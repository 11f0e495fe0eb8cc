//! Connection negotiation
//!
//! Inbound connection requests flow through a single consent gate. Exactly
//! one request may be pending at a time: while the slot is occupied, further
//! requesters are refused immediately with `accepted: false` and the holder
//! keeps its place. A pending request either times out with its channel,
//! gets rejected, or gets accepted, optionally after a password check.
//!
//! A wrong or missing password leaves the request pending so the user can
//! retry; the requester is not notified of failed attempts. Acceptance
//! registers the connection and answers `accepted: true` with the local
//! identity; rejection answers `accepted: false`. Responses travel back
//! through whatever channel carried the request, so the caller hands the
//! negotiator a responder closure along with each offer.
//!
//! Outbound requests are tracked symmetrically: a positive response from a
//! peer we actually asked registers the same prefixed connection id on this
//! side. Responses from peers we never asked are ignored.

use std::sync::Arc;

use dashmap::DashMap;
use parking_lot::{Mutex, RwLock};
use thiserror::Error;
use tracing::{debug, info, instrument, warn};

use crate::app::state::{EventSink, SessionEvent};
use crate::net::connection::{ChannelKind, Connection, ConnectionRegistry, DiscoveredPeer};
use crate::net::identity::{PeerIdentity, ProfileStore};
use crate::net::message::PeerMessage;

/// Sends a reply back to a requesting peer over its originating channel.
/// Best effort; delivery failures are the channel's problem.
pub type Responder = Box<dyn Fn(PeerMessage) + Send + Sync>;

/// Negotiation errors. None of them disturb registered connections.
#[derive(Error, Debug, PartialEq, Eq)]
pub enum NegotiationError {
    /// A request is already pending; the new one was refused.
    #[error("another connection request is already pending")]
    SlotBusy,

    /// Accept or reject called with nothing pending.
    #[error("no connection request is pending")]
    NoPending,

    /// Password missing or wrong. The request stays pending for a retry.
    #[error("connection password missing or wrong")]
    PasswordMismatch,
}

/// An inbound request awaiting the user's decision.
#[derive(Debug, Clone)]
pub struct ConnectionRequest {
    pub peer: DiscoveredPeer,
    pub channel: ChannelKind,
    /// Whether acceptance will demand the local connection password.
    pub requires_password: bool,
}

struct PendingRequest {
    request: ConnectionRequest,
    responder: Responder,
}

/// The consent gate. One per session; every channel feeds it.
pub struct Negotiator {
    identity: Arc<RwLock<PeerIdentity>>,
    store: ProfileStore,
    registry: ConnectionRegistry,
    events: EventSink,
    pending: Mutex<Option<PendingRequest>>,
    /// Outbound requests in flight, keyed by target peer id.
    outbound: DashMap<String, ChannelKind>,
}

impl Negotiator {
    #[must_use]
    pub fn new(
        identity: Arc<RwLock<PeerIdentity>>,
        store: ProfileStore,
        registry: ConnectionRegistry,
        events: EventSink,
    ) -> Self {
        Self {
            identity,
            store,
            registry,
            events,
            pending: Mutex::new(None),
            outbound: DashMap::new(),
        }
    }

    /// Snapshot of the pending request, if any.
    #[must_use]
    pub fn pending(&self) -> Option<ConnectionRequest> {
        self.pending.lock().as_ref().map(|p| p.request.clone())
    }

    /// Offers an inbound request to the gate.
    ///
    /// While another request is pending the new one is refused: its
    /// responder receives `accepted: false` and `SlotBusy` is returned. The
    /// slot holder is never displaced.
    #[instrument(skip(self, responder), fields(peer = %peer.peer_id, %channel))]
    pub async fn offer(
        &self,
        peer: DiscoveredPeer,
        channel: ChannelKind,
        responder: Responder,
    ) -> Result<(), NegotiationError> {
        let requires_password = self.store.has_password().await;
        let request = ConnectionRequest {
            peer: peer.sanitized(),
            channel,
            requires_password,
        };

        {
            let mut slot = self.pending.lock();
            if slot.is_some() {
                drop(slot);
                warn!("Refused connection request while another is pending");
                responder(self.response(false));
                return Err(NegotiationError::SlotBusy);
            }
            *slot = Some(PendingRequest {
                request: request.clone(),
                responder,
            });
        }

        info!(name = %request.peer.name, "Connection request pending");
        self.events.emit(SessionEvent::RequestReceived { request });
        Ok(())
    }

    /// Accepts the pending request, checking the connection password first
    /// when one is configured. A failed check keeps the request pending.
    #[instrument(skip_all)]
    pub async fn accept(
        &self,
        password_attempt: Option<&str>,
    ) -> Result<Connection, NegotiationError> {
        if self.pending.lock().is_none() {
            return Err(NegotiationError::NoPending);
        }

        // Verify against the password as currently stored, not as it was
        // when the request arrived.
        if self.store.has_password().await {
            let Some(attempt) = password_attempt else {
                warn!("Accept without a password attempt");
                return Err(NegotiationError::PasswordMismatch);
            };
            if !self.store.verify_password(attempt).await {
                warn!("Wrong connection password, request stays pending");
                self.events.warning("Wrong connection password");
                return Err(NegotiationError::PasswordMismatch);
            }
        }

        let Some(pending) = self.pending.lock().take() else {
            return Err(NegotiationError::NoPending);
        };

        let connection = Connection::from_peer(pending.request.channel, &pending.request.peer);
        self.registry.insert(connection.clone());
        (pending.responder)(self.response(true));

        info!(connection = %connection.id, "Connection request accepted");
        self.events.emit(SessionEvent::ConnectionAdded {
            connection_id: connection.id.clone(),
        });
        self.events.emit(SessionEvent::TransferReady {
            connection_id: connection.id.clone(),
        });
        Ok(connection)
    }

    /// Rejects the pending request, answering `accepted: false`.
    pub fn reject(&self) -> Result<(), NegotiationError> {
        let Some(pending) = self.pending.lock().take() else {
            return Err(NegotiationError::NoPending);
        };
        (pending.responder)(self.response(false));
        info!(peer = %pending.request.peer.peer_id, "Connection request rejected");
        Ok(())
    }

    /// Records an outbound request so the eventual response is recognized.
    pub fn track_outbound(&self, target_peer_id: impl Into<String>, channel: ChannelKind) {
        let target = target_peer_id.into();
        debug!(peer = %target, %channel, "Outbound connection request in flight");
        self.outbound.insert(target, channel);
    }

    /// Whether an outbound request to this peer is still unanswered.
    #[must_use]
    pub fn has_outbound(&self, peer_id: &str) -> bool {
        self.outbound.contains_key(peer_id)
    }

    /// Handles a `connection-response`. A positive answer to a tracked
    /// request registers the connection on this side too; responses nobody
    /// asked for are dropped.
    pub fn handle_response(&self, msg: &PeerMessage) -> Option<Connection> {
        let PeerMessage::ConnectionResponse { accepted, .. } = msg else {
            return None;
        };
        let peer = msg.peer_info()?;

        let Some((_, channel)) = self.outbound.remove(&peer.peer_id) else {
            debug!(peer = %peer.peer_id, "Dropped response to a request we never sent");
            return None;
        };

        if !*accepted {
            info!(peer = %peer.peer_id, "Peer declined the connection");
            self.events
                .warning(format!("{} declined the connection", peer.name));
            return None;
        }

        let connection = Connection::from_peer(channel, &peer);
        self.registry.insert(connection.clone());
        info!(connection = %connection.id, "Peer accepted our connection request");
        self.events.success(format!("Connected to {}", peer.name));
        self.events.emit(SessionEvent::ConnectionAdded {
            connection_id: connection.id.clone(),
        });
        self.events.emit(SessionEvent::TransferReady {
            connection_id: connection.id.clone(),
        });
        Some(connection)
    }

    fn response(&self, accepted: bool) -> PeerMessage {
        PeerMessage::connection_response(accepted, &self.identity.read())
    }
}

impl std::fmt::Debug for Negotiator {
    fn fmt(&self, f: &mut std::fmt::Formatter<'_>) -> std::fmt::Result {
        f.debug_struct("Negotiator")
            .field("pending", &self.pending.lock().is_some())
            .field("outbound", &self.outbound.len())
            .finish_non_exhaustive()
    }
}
......
**ASSIGNMENT**
Copy exactly, with no other lines, the stretch of the material that begins at the line containing "fn fmt(&self, f: &mut" and ends at its last line.

**WRITTEN ANSWER**
    fn fmt(&self, f: &mut std::fmt::Formatter<'_>) -> std::fmt::Result {
        f.debug_struct("Negotiator")
            .field("pending", &self.pending.lock().is_some())
            .field("outbound", &self.outbound.len())
            .finish_non_exhaustive()
    }
}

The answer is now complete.